ACTIVITY
Reproduce all records word for word.

DATA SECTION
>>>
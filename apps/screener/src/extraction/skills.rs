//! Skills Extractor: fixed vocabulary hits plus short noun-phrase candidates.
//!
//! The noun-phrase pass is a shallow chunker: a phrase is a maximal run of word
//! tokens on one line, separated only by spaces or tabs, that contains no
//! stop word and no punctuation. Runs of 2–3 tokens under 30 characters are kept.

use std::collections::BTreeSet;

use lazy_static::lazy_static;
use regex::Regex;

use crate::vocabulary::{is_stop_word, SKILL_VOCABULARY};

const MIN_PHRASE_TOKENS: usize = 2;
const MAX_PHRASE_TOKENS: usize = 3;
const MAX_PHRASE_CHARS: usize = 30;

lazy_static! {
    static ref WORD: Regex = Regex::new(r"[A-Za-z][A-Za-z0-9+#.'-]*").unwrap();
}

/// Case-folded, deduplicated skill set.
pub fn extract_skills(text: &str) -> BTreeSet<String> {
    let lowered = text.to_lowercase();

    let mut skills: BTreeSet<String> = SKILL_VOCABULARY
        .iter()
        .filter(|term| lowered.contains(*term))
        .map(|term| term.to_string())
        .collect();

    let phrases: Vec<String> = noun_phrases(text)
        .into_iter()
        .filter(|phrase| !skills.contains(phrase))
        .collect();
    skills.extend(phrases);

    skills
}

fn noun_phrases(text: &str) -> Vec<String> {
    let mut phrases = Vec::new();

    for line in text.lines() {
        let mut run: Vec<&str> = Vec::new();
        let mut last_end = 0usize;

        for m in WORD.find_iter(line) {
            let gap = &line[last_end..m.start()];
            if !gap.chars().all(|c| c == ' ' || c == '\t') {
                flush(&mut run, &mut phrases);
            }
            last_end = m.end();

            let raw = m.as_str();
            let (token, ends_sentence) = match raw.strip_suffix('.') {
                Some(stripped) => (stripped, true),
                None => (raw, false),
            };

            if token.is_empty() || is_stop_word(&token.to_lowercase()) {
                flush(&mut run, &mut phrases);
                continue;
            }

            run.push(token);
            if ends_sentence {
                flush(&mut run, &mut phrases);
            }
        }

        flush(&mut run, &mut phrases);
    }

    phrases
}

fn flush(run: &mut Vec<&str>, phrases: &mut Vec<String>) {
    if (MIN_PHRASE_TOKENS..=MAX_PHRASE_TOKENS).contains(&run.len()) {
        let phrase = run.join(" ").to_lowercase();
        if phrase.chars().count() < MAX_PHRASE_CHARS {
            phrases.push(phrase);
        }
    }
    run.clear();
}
<<<
WRITTEN ANSWER
filename apps/screener/src/extraction/skills.rs
//! Skills Extractor: fixed vocabulary hits plus short noun-phrase candidates.
//!
//! The noun-phrase pass is a shallow chunker: a phrase is a maximal run of word
//! tokens on one line, separated only by spaces or tabs, that contains no
//! stop word and no punctuation. Runs of 2–3 tokens under 30 characters are kept.

use std::collections::BTreeSet;

use lazy_static::lazy_static;
use regex::Regex;

use crate::vocabulary::{is_stop_word, SKILL_VOCABULARY};

const MIN_PHRASE_TOKENS: usize = 2;
const MAX_PHRASE_TOKENS: usize = 3;
const MAX_PHRASE_CHARS: usize = 30;

lazy_static! {
    static ref WORD: Regex = Regex::new(r"[A-Za-z][A-Za-z0-9+#.'-]*").unwrap();
}

/// Case-folded, deduplicated skill set.
pub fn extract_skills(text: &str) -> BTreeSet<String> {
    let lowered = text.to_lowercase();

    let mut skills: BTreeSet<String> = SKILL_VOCABULARY
        .iter()
        .filter(|term| lowered.contains(*term))
        .map(|term| term.to_string())
        .collect();

    let phrases: Vec<String> = noun_phrases(text)
        .into_iter()
        .filter(|phrase| !skills.contains(phrase))
        .collect();
    skills.extend(phrases);

    skills
}

fn noun_phrases(text: &str) -> Vec<String> {
    let mut phrases = Vec::new();

    for line in text.lines() {
        let mut run: Vec<&str> = Vec::new();
        let mut last_end = 0usize;

        for m in WORD.find_iter(line) {
            let gap = &line[last_end..m.start()];
            if !gap.chars().all(|c| c == ' ' || c == '\t') {
                flush(&mut run, &mut phrases);
            }
            last_end = m.end();

            let raw = m.as_str();
            let (token, ends_sentence) = match raw.strip_suffix('.') {
                Some(stripped) => (stripped, true),
                None => (raw, false),
            };

            if token.is_empty() || is_stop_word(&token.to_lowercase()) {
                flush(&mut run, &mut phrases);
                continue;
            }

            run.push(token);
            if ends_sentence {
                flush(&mut run, &mut phrases);
            }
        }

        flush(&mut run, &mut phrases);
    }

    phrases
}

fn flush(run: &mut Vec<&str>, phrases: &mut Vec<String>) {
    if (MIN_PHRASE_TOKENS..=MAX_PHRASE_TOKENS).contains(&run.len()) {
        let phrase = run.join(" ").to_lowercase();
        if phrase.chars().count() < MAX_PHRASE_CHARS {
            phrases.push(phrase);
        }
    }
    run.clear();
}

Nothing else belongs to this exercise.